Algebra on high school level.
BL4CKB0X97 said:
It enough to make my brain bleeds but its good. I included something of the contents.
Physics. Neihter logic nor foundational nor philosophy.
awholenumber said:
How about this one ?
History of a certain aspect of physics. Not even close to what the OP described.
 
  • #10
Mark44 said:
@awholenumber and @BL4CKB0X97, try to keep your suggestions applicable to what the OP is asking for.
I believe that the work, and overview of the history (and an in depth working of said mathmatics)of pythagoreans and euclid would but rather apt to the Ops request. I thought ancient mathematics and how it relates to and birthed modern mathematics would also be pretty foundational. Mathmatics is covered first,then the physics comes en masse. He need not read it all.

The are pages devoted to nothing but equations and proofs along with questions to test understanding.
 
  • #11
BL4CKB0X97 said:
I believe that the work, and overview of the history (and an in depth working of said mathmatics)of pythagoreans and euclid would but rather apt to the Ops request. I thought ancient mathematics and how it relates to and birthed modern mathematics would also be pretty foundational. Mathmatics is covered first,then the physics comes en masse. He need not read it all.

The are pages devoted to nothing but equations and proofs along with questions to test understanding.
This might be true or not, but it has definitely not the least to do with
Tukhara said:
to start becoming invested in mathematical logic, the foundations of the field of mathematics, and also basically in general the philosophical heart
Penrose might be entertaining, but he's certainly not the first choice, when it comes to textbooks, and none if mathematical logic is the purpose.

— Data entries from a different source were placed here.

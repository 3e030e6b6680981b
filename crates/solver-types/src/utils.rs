//! Small helpers shared across the solver crates.

use std::time::{SystemTime, UNIX_EPOCH};

/// Current unix time in seconds.
pub fn current_timestamp() -> u64 {
	SystemTime::now()
		.duration_since(UNIX_EPOCH)
		.map(|d| d.as_secs())
		.unwrap_or_default()
}

/// Truncate a hash or long identifier for display purposes.
///
/// Long values keep the first 6 and last 4 characters, e.g.
/// `"0xa096c418fd1192ba7f5b506beea682a633f9ab82911fa3d7a249b8d80889a0b4"`
/// becomes `"0xa096...a0b4"`. Values of 12 characters or fewer are returned as-is.
pub fn truncate_id(id: &str) -> String {
	if id.len() <= 12 {
		id.to_string()
	} else {
		format!("{}...{}", &id[..6], &id[id.len() - 4..])
	}
}
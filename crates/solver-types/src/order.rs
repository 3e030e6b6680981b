//! Fill outcome types.
//!
//! This module defines what the fill pipeline reports back for each intent it
//! is handed: either a confirmed fill or the reason it was skipped.

use std::fmt;

use crate::{IntentId, IntentStatus, TransactionReceipt};

/// Why an intent was not filled on this attempt.
#[derive(Debug, Clone, PartialEq, Eq)]
pub enum SkipReason {
	/// The intent is already being handled, or was handled earlier in this process.
	Duplicate,
	/// The ledger no longer reports the intent as open.
	NotOpen(IntentStatus),
	/// The deadline has passed.
	Expired { deadline: u64, now: u64 },
	/// The ledger read for the intent failed; it is not retried in this process.
	Unreadable(String),
	/// Settlement was attempted and failed; the intent may be retried.
	Failed(String),
}

impl SkipReason {
	/// Whether a later discovery of the same intent will be attempted again.
	pub fn is_retryable(&self) -> bool {
		matches!(self, Self::Failed(_))
	}
}

impl fmt::Display for SkipReason {
	fn fmt(&self, f: &mut fmt::Formatter<'_>) -> fmt::Result {
		match self {
			Self::Duplicate => write!(f, "already processed"),
			Self::NotOpen(status) => write!(f, "not open (status: {})", status),
			Self::Expired { deadline, now } => {
				write!(f, "expired (deadline {} < now {})", deadline, now)
			}
			Self::Unreadable(error) => write!(f, "intent unreadable: {}", error),
			Self::Failed(error) => write!(f, "settlement failed: {}", error),
		}
	}
}

/// Result of handing one intent to the fill pipeline.
#[derive(Debug, Clone, PartialEq, Eq)]
pub enum FillOutcome {
	/// Settlement confirmed; a payout claim is scheduled for `claim_at`.
	Filled {
		intent_id: IntentId,
		receipt: TransactionReceipt,
		claim_at: u64,
	},
	Skipped(SkipReason),
}

impl FillOutcome {
	pub fn is_filled(&self) -> bool {
		matches!(self, Self::Filled { .. })
	}
}
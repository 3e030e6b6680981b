//! Solver account management.
//!
//! The account supplies the solver's identity: the address the registry bonds
//! and the wallet delivery signs with. Keys never leave this crate; delivery
//! receives an [`EthereumWallet`] and signs through it.

use alloy::network::EthereumWallet;
use alloy::primitives::Address;
use async_trait::async_trait;
use solver_types::ValidationError;
use thiserror::Error;

pub mod implementations {
	pub mod local;
}

#[derive(Debug, Error)]
pub enum AccountError {
	#[error("Invalid key: {0}")]
	InvalidKey(String),
	#[error("Unknown account provider: {0}")]
	UnknownProvider(String),
	#[error("Invalid configuration: {0}")]
	InvalidConfig(#[from] ValidationError),
}

#[async_trait]
pub trait AccountInterface: Send + Sync {
	async fn address(&self) -> Result<Address, AccountError>;

	/// Wallet handed to delivery for transaction signing.
	fn wallet(&self) -> EthereumWallet;
}

pub struct AccountService {
	provider: Box<dyn AccountInterface>,
}

impl AccountService {
	pub fn new(provider: Box<dyn AccountInterface>) -> Self {
		Self { provider }
	}

	pub async fn get_address(&self) -> Result<Address, AccountError> {
		self.provider.address().await
	}

	pub fn wallet(&self) -> EthereumWallet {
		self.provider.wallet()
	}
}

/// Builds the account provider named by `provider` from its config table.
pub fn create_account(
	provider: &str,
	config: &toml::Value,
) -> Result<Box<dyn AccountInterface>, AccountError> {
	match provider {
		"local" => implementations::local::create_account(config),
		other => Err(AccountError::UnknownProvider(other.to_string())),
	}
}
//! Configuration validation utilities.
//!
//! Implementation-specific configuration sections (for example the account
//! provider's `[account.config]` table) are kept as raw TOML and checked
//! against a [`Schema`] published by the implementation before use.

use thiserror::Error;

/// Errors that can occur during configuration validation.
#[derive(Debug, Error)]
pub enum ValidationError {
	#[error("Missing required field: {0}")]
	MissingField(String),
	#[error("Invalid value for field '{field}': {message}")]
	InvalidValue { field: String, message: String },
	#[error("Type mismatch for field '{field}': expected {expected}, got {actual}")]
	TypeMismatch {
		field: String,
		expected: &'static str,
		actual: String,
	},
}

/// Type alias for field validator functions.
pub type FieldValidator = fn(&toml::Value) -> Result<(), String>;

/// A required string field with an optional value check.
#[derive(Debug)]
pub struct Field {
	pub name: &'static str,
	pub validator: Option<FieldValidator>,
}

impl Field {
	pub fn new(name: &'static str) -> Self {
		Self {
			name,
			validator: None,
		}
	}

	pub fn with_validator(mut self, validator: FieldValidator) -> Self {
		self.validator = Some(validator);
		self
	}

	fn check(&self, value: &toml::Value) -> Result<(), ValidationError> {
		if !value.is_str() {
			return Err(ValidationError::TypeMismatch {
				field: self.name.to_string(),
				expected: "string",
				actual: value.type_str().to_string(),
			});
		}
		if let Some(validator) = self.validator {
			validator(value).map_err(|message| ValidationError::InvalidValue {
				field: self.name.to_string(),
				message,
			})?;
		}
		Ok(())
	}
}

/// Set of fields a configuration table must carry.
#[derive(Debug, Default)]
pub struct Schema {
	pub required: Vec<Field>,
}

impl Schema {
	pub fn new(required: Vec<Field>) -> Self {
		Self { required }
	}

	/// Validates a TOML table against this schema.
	pub fn validate(&self, config: &toml::Value) -> Result<(), ValidationError> {
		let table = config
			.as_table()
			.ok_or_else(|| ValidationError::TypeMismatch {
				field: "root".to_string(),
				expected: "table",
				actual: config.type_str().to_string(),
			})?;

		for field in &self.required {
			let value = table
				.get(field.name)
				.ok_or_else(|| ValidationError::MissingField(field.name.to_string()))?;
			field.check(value)?;
		}

		Ok(())
	}
}

/// Trait implemented by anything that publishes a configuration schema.
pub trait ConfigSchema: Send + Sync {
	fn validate(&self, config: &toml::Value) -> Result<(), ValidationError>;
}

/// Accepts `http://` and `https://` URLs.
pub fn http_url(value: &toml::Value) -> Result<(), String> {
	let url = value.as_str().unwrap_or_default();
	if url.starts_with("http://") || url.starts_with("https://") {
		Ok(())
	} else {
		Err("RPC URL must start with http:// or https://".to_string())
	}
}

/// Accepts a 32-byte hex private key with or without `0x` prefix.
pub fn hex_private_key(value: &toml::Value) -> Result<(), String> {
	let key = value.as_str().unwrap_or_default();
	let key = key.strip_prefix("0x").unwrap_or(key);
	if key.len() != 64 {
		return Err("Private key must be 64 hex characters (32 bytes)".to_string());
	}
	if !key.chars().all(|c| c.is_ascii_hexdigit()) {
		return Err("Private key must be valid hexadecimal".to_string());
	}
	Ok(())
}
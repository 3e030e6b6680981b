//! Alloy-based EVM delivery.
//!
//! Transactions are signed by the wallet attached to the provider and
//! confirmed by polling `eth_getTransactionReceipt`.

use crate::{DeliveryError, DeliveryInterface};
use alloy::network::{EthereumWallet, ReceiptResponse};
use alloy::providers::{DynProvider, Provider, ProviderBuilder};
use alloy::rpc::types::TransactionRequest;
use async_trait::async_trait;
use solver_types::{truncate_id, Transaction, TransactionHash, TransactionReceipt};
use std::time::Duration;

/// Builds an HTTP provider that signs with `wallet`.
///
/// The provider fills nonce, gas and chain id, and is shared by delivery and
/// the contract clients.
pub fn connect_provider(rpc_url: &str, wallet: EthereumWallet) -> Result<DynProvider, DeliveryError> {
	let url = rpc_url
		.parse()
		.map_err(|e| DeliveryError::Network(format!("Invalid RPC URL: {}", e)))?;

	Ok(ProviderBuilder::new().wallet(wallet).connect_http(url).erased())
}

pub struct AlloyDelivery {
	provider: DynProvider,
	poll_interval: Duration,
	/// `None` waits for a receipt indefinitely.
	timeout: Option<Duration>,
}

impl AlloyDelivery {
	pub fn new(provider: DynProvider, poll_interval: Duration, timeout: Option<Duration>) -> Self {
		Self {
			provider,
			poll_interval,
			timeout,
		}
	}
}

#[async_trait]
impl DeliveryInterface for AlloyDelivery {
	async fn submit(&self, tx: Transaction) -> Result<TransactionHash, DeliveryError> {
		let request: TransactionRequest = tx.into();

		let pending_tx = self
			.provider
			.send_transaction(request)
			.await
			.map_err(|e| DeliveryError::Network(format!("Failed to send transaction: {}", e)))?;

		let tx_hash = *pending_tx.tx_hash();
		tracing::info!(tx_hash = %truncate_id(&tx_hash.to_string()), "Submitted transaction");

		Ok(tx_hash)
	}

	async fn wait_for_receipt(
		&self,
		hash: &TransactionHash,
	) -> Result<TransactionReceipt, DeliveryError> {
		let start_time = tokio::time::Instant::now();

		loop {
			if let Some(timeout) = self.timeout {
				if start_time.elapsed() > timeout {
					return Err(DeliveryError::Timeout {
						hash: *hash,
						secs: timeout.as_secs(),
					});
				}
			}

			match self.provider.get_transaction_receipt(*hash).await {
				Ok(Some(receipt)) => {
					return Ok(TransactionReceipt {
						hash: receipt.transaction_hash,
						block_number: receipt.block_number.unwrap_or(0),
						success: receipt.status(),
					});
				}
				Ok(None) => {}
				Err(e) => {
					return Err(DeliveryError::Network(format!(
						"Failed to get receipt: {}",
						e
					)));
				}
			}

			tokio::time::sleep(self.poll_interval).await;
		}
	}
}
use anyhow::Result;

use crate::graph::graph::Graph;
use crate::scenario::scenario::Scenario;
use crate::state::demand::DemandTable;

/// Six-node test network with two corridors between A and F.
pub struct SampleScenario;

impl Scenario for SampleScenario {
    fn name(&self) -> &str {
        "sample"
    }

    fn build(&self) -> Result<(Graph, DemandTable)> {
        let mut graph = Graph::new();
        for (name, x, y) in [
            ("A", 0.0, 0.0),
            ("B", 5.0, 4.0),
            ("C", 5.0, -4.0),
            ("D", 10.0, 4.0),
            ("E", 10.0, -4.0),
            ("F", 15.0, 0.0),
        ] {
            graph.add_node(name, x, y)?;
        }

        for (from, to, capacity, max_speed) in [
            ("A", "B", 1800.0, 60.0),
            ("A", "C", 1500.0, 50.0),
            ("B", "C", 800.0, 40.0),
            ("B", "D", 1600.0, 60.0),
            ("C", "E", 1400.0, 50.0),
            ("B", "E", 900.0, 40.0),
            ("D", "E", 700.0, 40.0),
            ("D", "F", 1800.0, 60.0),
            ("E", "F", 1500.0, 50.0),
        ] {
            graph.add_road(from, to, capacity, max_speed)?;
        }

        let demand = [
            ("A", "F", 2000.0),
            ("A", "D", 800.0),
            ("B", "F", 600.0),
            ("C", "D", 500.0),
            ("F", "A", 700.0),
            ("E", "B", 300.0),
        ]
        .into_iter()
        .collect();

        Ok((graph, demand))
    }
}

#[cfg(test)]
mod tests {
    use super::*;
    use crate::assignment::aon::all_or_nothing;
    use crate::assignment::frank_wolfe::user_equilibrium;
    use crate::assignment::incremental::incremental;
    use crate::assignment::params::AssignmentParams;
    use crate::analysis::metrics::total_travel_time;

    #[test]
    fn test_sample_network_shape() {
        let (graph, demand) = SampleScenario.build().unwrap();
        assert_eq!(6, graph.node_count());
        assert_eq!(18, graph.link_count());
        assert_eq!(6, demand.len());
        assert!(graph.links().iter().all(|l| l.reverse().is_some()));
    }

    #[test]
    fn test_methods_rank_by_total_travel_time() {
        let (graph, demand) = SampleScenario.build().unwrap();
        let aon = all_or_nothing(&graph, &demand);
        let inc = incremental(&graph, &demand, 10);
        let ue = user_equilibrium(&graph, &demand, &AssignmentParams::default());

        let aon_time = total_travel_time(&graph, &aon);
        let inc_time = total_travel_time(&graph, &inc);
        let ue_time = total_travel_time(&graph, &ue.flows);
        assert!(ue_time < aon_time);
        assert!(inc_time < aon_time);

        let gaps = ue.log.records().iter().map(|r| r.relative_gap).collect::<Vec<f64>>();
        assert!(gaps.last().unwrap() < &(gaps[0] / 100.0));
        for flows in [&aon, &inc, &ue.flows] {
            assert!(flows.iter().all(|(_, f)| f >= 0.0));
        }
    }
}
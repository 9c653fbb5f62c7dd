use std::fs::File;
use std::path::Path;

use anyhow::{Context, Result};
use log::LevelFilter;
use simplelog::{
    ColorChoice, CombinedLogger, Config, SharedLogger, TermLogger, TerminalMode, WriteLogger,
};

/// Initializes logging to the terminal and, when given, to `log_file`.
///
/// The terminal logger is left out while the TUI owns the screen.
pub fn initialize_logging(level: LevelFilter, log_file: Option<&Path>, terminal: bool) -> Result<()> {
    let mut loggers: Vec<Box<dyn SharedLogger>> = Vec::new();
    if terminal {
        loggers.push(TermLogger::new(
            level,
            Config::default(),
            TerminalMode::Stderr,
            ColorChoice::Auto,
        ));
    }
    if let Some(path) = log_file {
        let file = File::create(path)
            .with_context(|| format!("Failed to create log file {}", path.display()))?;
        loggers.push(WriteLogger::new(level, Config::default(), file));
    }
    if loggers.is_empty() {
        return Ok(());
    }
    CombinedLogger::init(loggers).context("Failed to initialize logging")
}
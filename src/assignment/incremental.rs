use log::{debug, warn};

use crate::graph::graph::Graph;
use crate::state::demand::DemandTable;
use crate::state::link_flows::LinkFlows;

/// Loads each OD demand in `increments` equal slices, routing every slice on
/// the shortest path under the flows accumulated so far.
pub fn incremental(graph: &Graph, demand: &DemandTable, increments: usize) -> LinkFlows {
    let increments = if increments == 0 {
        warn!("Incremental assignment needs at least one increment, using 1");
        1
    } else {
        increments
    };

    let ods = demand.resolve(graph);
    let mut flows = LinkFlows::for_graph(graph);
    for pass in 1..=increments {
        debug!("Incremental pass {pass}/{increments}");
        for od in &ods {
            let path = graph.shortest_path(od.origin, od.destination, Some(&flows));
            if path.is_reachable() {
                flows.load_path(&path, od.demand / increments as f64);
            }
        }
    }
    flows
}
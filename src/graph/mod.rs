pub mod error;
pub mod graph;
pub mod link;
pub mod node;
pub mod path;

#[cfg(test)]
pub mod fixtures;
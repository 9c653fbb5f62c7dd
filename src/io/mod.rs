pub mod json;
pub mod results;
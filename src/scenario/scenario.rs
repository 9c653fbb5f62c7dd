use anyhow::Result;

use crate::graph::graph::Graph;
use crate::state::demand::DemandTable;

/// Source of a road network together with its travel demand.
pub trait Scenario {
    fn name(&self) -> &str;
    fn build(&self) -> Result<(Graph, DemandTable)>;
}
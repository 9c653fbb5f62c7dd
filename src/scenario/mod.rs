pub mod file;
pub mod random;
pub mod sample;
pub mod scenario;
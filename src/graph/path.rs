use crate::graph::link::LinkId;
use crate::graph::node::NodeId;

/// Result of a least-cost search. An empty node list with infinite cost means
/// the destination is unreachable.
#[derive(Clone, Debug, PartialEq)]
pub struct Path {
    nodes: Vec<NodeId>,
    links: Vec<LinkId>,
    cost: f64,
}

impl Path {
    pub fn new(nodes: Vec<NodeId>, links: Vec<LinkId>, cost: f64) -> Self {
        Self { nodes, links, cost }
    }

    pub fn unreachable() -> Self {
        Self {
            nodes: Vec::new(),
            links: Vec::new(),
            cost: f64::INFINITY,
        }
    }

    pub fn is_reachable(&self) -> bool {
        !self.nodes.is_empty()
    }

    pub fn nodes(&self) -> &[NodeId] {
        &self.nodes
    }

    pub fn links(&self) -> &[LinkId] {
        &self.links
    }

    pub fn cost(&self) -> f64 {
        self.cost
    }
}
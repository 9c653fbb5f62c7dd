use crate::assignment::frank_wolfe::FrankWolfe;
use crate::state::iteration_log::Convergence;

pub struct App<'a> {
    pub solver: FrankWolfe<'a>,
    /// Steps every frame until the solver stops.
    pub running: bool,
    scenario: String,
}

impl<'a> App<'a> {
    pub fn new(solver: FrankWolfe<'a>, scenario: impl Into<String>) -> Self {
        Self {
            solver,
            running: false,
            scenario: scenario.into(),
        }
    }

    pub fn scenario(&self) -> &str {
        &self.scenario
    }

    pub fn step(&mut self) -> Option<Convergence> {
        let status = self.solver.step();
        if status.is_some() {
            self.running = false;
        }
        status
    }

    pub fn toggle_running(&mut self) {
        self.running = !self.running && self.solver.status().is_none();
    }
}

impl Drop for App<'_> {
    fn drop(&mut self) {
        ratatui::restore();
    }
}

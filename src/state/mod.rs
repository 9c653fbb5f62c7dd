pub mod demand;
pub mod iteration_log;
pub mod link_flows;
//! Numerical helpers of the Frank-Wolfe solver. They only see plain slices and
//! closures, never the graph.

/// `1 / φ`
pub const INV_PHI: f64 = 0.618_033_988_749_894_9;

/// Relative difference under which two objective values are considered equal.
const VALUE_EPSILON: f64 = 1e-14;

/// Minimises a unimodal `objective` on `[lower, upper]` and returns the
/// midpoint of the final bracket.
///
/// Stops after `max_steps` refinements, when the bracket is narrower than
/// `tolerance`, or when both interior values coincide.
pub fn golden_section<F>(objective: F, lower: f64, upper: f64, tolerance: f64, max_steps: usize) -> f64
where
    F: Fn(f64) -> f64,
{
    let (mut a, mut b) = (lower, upper);
    let mut x1 = b - INV_PHI * (b - a);
    let mut x2 = a + INV_PHI * (b - a);
    let mut f1 = objective(x1);
    let mut f2 = objective(x2);

    for _ in 0..max_steps {
        if b - a < tolerance {
            break;
        }
        if (f1 - f2).abs() <= VALUE_EPSILON * f1.abs().max(f2.abs()) {
            a = x1;
            b = x2;
            break;
        }
        if f1 < f2 {
            b = x2;
            x2 = x1;
            f2 = f1;
            x1 = b - INV_PHI * (b - a);
            f1 = objective(x1);
        } else {
            a = x1;
            x1 = x2;
            f1 = f2;
            x2 = a + INV_PHI * (b - a);
            f2 = objective(x2);
        }
    }

    ((a + b) / 2.0).clamp(lower, upper)
}

/// Smallest step [`golden_section`] can tell apart from zero: the final
/// bracket width on `[0, 1]`, bounded by either `tolerance` or `max_steps`.
pub fn resolution(tolerance: f64, max_steps: usize) -> f64 {
    let steps = i32::try_from(max_steps).unwrap_or(i32::MAX);
    tolerance.max(INV_PHI.powi(steps))
}

/// Method-of-successive-averages step for the zero-based `iteration`.
pub fn successive_averages_step(iteration: usize) -> f64 {
    1.0 / (iteration as f64 + 2.0)
}

/// `Σ_i cost(i, max(0, base_i + alpha * direction_i))`
pub fn objective_along<F>(base: &[f64], direction: &[f64], alpha: f64, cost: F) -> f64
where
    F: Fn(usize, f64) -> f64,
{
    base.iter()
        .zip(direction)
        .enumerate()
        .map(|(i, (x, d))| cost(i, (x + alpha * d).max(0.0)))
        .sum()
}

pub fn max_abs(values: &[f64]) -> f64 {
    values.iter().fold(0.0, |m, v| m.max(v.abs()))
}

/// Flags a run whose step size stays below `threshold` for `patience`
/// consecutive iterations once `min_iterations` have been completed.
#[derive(Clone, Debug)]
pub struct StallDetector {
    min_iterations: usize,
    patience: usize,
    threshold: f64,
    quiet: usize,
}

impl StallDetector {
    pub fn new(min_iterations: usize, patience: usize, threshold: f64) -> Self {
        Self {
            min_iterations,
            patience,
            threshold,
            quiet: 0,
        }
    }

    /// Records the step of the `completed`-th iteration (one-based).
    pub fn observe(&mut self, completed: usize, step: f64) -> bool {
        if step < self.threshold {
            self.quiet += 1;
        } else {
            self.quiet = 0;
        }
        self.patience > 0 && self.quiet >= self.patience && completed >= self.min_iterations
    }
}
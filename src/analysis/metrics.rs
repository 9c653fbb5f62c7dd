use crate::analysis::summary::{CongestedLink, MethodSummary};
use crate::graph::graph::Graph;
use crate::graph::link::Link;
use crate::state::demand::DemandTable;
use crate::state::link_flows::LinkFlows;

/// Volume/capacity ratio at or above which a link counts as congested.
pub const CONGESTION_THRESHOLD: f64 = 0.8;

/// `Σ flow · travel_time(flow)` over every arc, in veh·h.
pub fn total_travel_time(graph: &Graph, flows: &LinkFlows) -> f64 {
    graph
        .links()
        .iter()
        .map(|l| {
            let flow = flows.get(l.id());
            flow * l.travel_time(flow)
        })
        .sum()
}

pub fn average_travel_time(graph: &Graph, flows: &LinkFlows, total_demand: f64) -> f64 {
    if total_demand > 0.0 {
        total_travel_time(graph, flows) / total_demand
    } else {
        0.0
    }
}

pub fn volume_capacity_ratio(link: &Link, flow: f64) -> f64 {
    if link.capacity() > 0.0 {
        flow / link.capacity()
    } else {
        0.0
    }
}

/// Links whose v/c ratio reaches `threshold`, most congested first.
pub fn congested_links(graph: &Graph, flows: &LinkFlows, threshold: f64) -> Vec<CongestedLink> {
    let mut congested = graph
        .links()
        .iter()
        .filter(|l| l.capacity() > 0.0)
        .map(|l| (l, volume_capacity_ratio(l, flows.get(l.id()))))
        .filter(|(_, ratio)| *ratio >= threshold)
        .map(|(l, ratio)| CongestedLink::new(l.id(), graph.link_label(l.id()), flows.get(l.id()), ratio))
        .collect::<Vec<CongestedLink>>();
    congested.sort_by(|a, b| b.ratio().total_cmp(&a.ratio()));
    congested
}

pub fn summarize(name: &str, graph: &Graph, flows: &LinkFlows, demand: &DemandTable) -> MethodSummary {
    let total_demand = demand.total();
    let ratios = graph
        .links()
        .iter()
        .filter(|l| l.capacity() > 0.0)
        .map(|l| volume_capacity_ratio(l, flows.get(l.id())))
        .collect::<Vec<f64>>();
    let (max_vc, avg_vc) = if ratios.is_empty() {
        (0.0, 0.0)
    } else {
        (
            ratios.iter().cloned().fold(0.0, f64::max),
            ratios.iter().sum::<f64>() / ratios.len() as f64,
        )
    };

    MethodSummary::new(
        name.to_string(),
        total_travel_time(graph, flows),
        average_travel_time(graph, flows, total_demand),
        max_vc,
        avg_vc,
        ratios.iter().filter(|r| **r >= CONGESTION_THRESHOLD).count(),
        total_demand,
    )
}

pub fn compare_methods(
    graph: &Graph,
    demand: &DemandTable,
    results: &[(&str, &LinkFlows)],
) -> Vec<MethodSummary> {
    results
        .iter()
        .map(|(name, flows)| summarize(name, graph, flows, demand))
        .collect()
}
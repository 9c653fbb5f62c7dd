use anyhow::Result;
use rand::{Rng, SeedableRng, rngs::StdRng};

use crate::graph::graph::Graph;
use crate::scenario::scenario::Scenario;
use crate::state::demand::DemandTable;

/// Jittered grid of two-way roads with random OD pairs, reproducible from its seed.
pub struct RandomGridScenario {
    seed: u64,
    rows: usize,
    cols: usize,
    pairs: usize,
}

impl RandomGridScenario {
    /// km between neighbouring intersections
    const SPACING: f64 = 2.0;

    pub fn new(seed: u64, rows: usize, cols: usize, pairs: usize) -> Self {
        Self {
            seed,
            rows,
            cols,
            pairs,
        }
    }

    fn node_name(row: usize, col: usize) -> String {
        format!("n{}-{}", row, col)
    }
}

impl Scenario for RandomGridScenario {
    fn name(&self) -> &str {
        "random"
    }

    fn build(&self) -> Result<(Graph, DemandTable)> {
        let mut rng = StdRng::seed_from_u64(self.seed);
        let capacities = [800.0, 1200.0, 1800.0];
        let speeds = [40.0, 50.0, 60.0];

        let mut graph = Graph::new();
        for row in 0..self.rows {
            for col in 0..self.cols {
                let x = col as f64 * Self::SPACING + rng.gen_range(-0.3..0.3);
                let y = row as f64 * Self::SPACING + rng.gen_range(-0.3..0.3);
                graph.add_node(Self::node_name(row, col), x, y)?;
            }
        }

        for row in 0..self.rows {
            for col in 0..self.cols {
                let from = Self::node_name(row, col);
                let neighbours = [(row, col + 1), (row + 1, col)];
                for (r, c) in neighbours {
                    if r >= self.rows || c >= self.cols {
                        continue;
                    }
                    let capacity = capacities[rng.gen_range(0..capacities.len())];
                    let max_speed = speeds[rng.gen_range(0..speeds.len())];
                    graph.add_road(&from, &Self::node_name(r, c), capacity, max_speed)?;
                }
            }
        }

        let mut demand = DemandTable::new();
        let node_count = graph.node_count();
        if node_count > 1 {
            while demand.len() < self.pairs.min(node_count * (node_count - 1)) {
                let origin = rng.gen_range(0..node_count);
                let destination = rng.gen_range(0..node_count);
                if origin == destination {
                    continue;
                }
                let (o, d) = (graph.nodes()[origin].name(), graph.nodes()[destination].name());
                if demand.get(o, d).is_none() {
                    demand.insert(o, d, rng.gen_range(100.0..800.0_f64).round());
                }
            }
        }

        Ok((graph, demand))
    }
}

And by the way: "field" in this context does not refer to the algebraic object called field, as
smodak said:
books but do not entirely deal with logic or fields
would suggest.
 
  • #12
Lol. I am already past Abstract/Commutative Algebra. Anyways if anyone knows of Barwise's handbook of mathematical logic, which I have not read and of course will not be able to read due to the fact it's extremely difficult to find and I don't have the money to purchase available copies. However, is there anyone who knows a book like it?
 
  • #14
Just a question, provided one has read Hartshorne, Griffiths/Harris, and also Liu's Arithmetic curves; and also I have EGA and SGA set to be completely read(too bad they will most likely never be translated); which book do you recommend for Algebraic Geometry after all this or just in general as a complement?
 
  • #15
Tukhara said:
I have EGA and SGA set to be completely read
Not really easy to add something upon these. What you're looking for that Grothendiek and Dieudonné haven't addressed? I know of some interesting papers by V. Strassen (Rank and optimal computation of generic tensors, 1982) and others, e.g. on lower bounds of matrix multiplication which uses methods of algebraic geometry (http://www.math.tamu.edu/~jml/LOsecbnd05-28.pdf), and an interesting essay (free download, https://arxiv.org/pdf/1205.5935.pdf, 92 p.) about geometric algebra (which of course is different from algebraic geometry).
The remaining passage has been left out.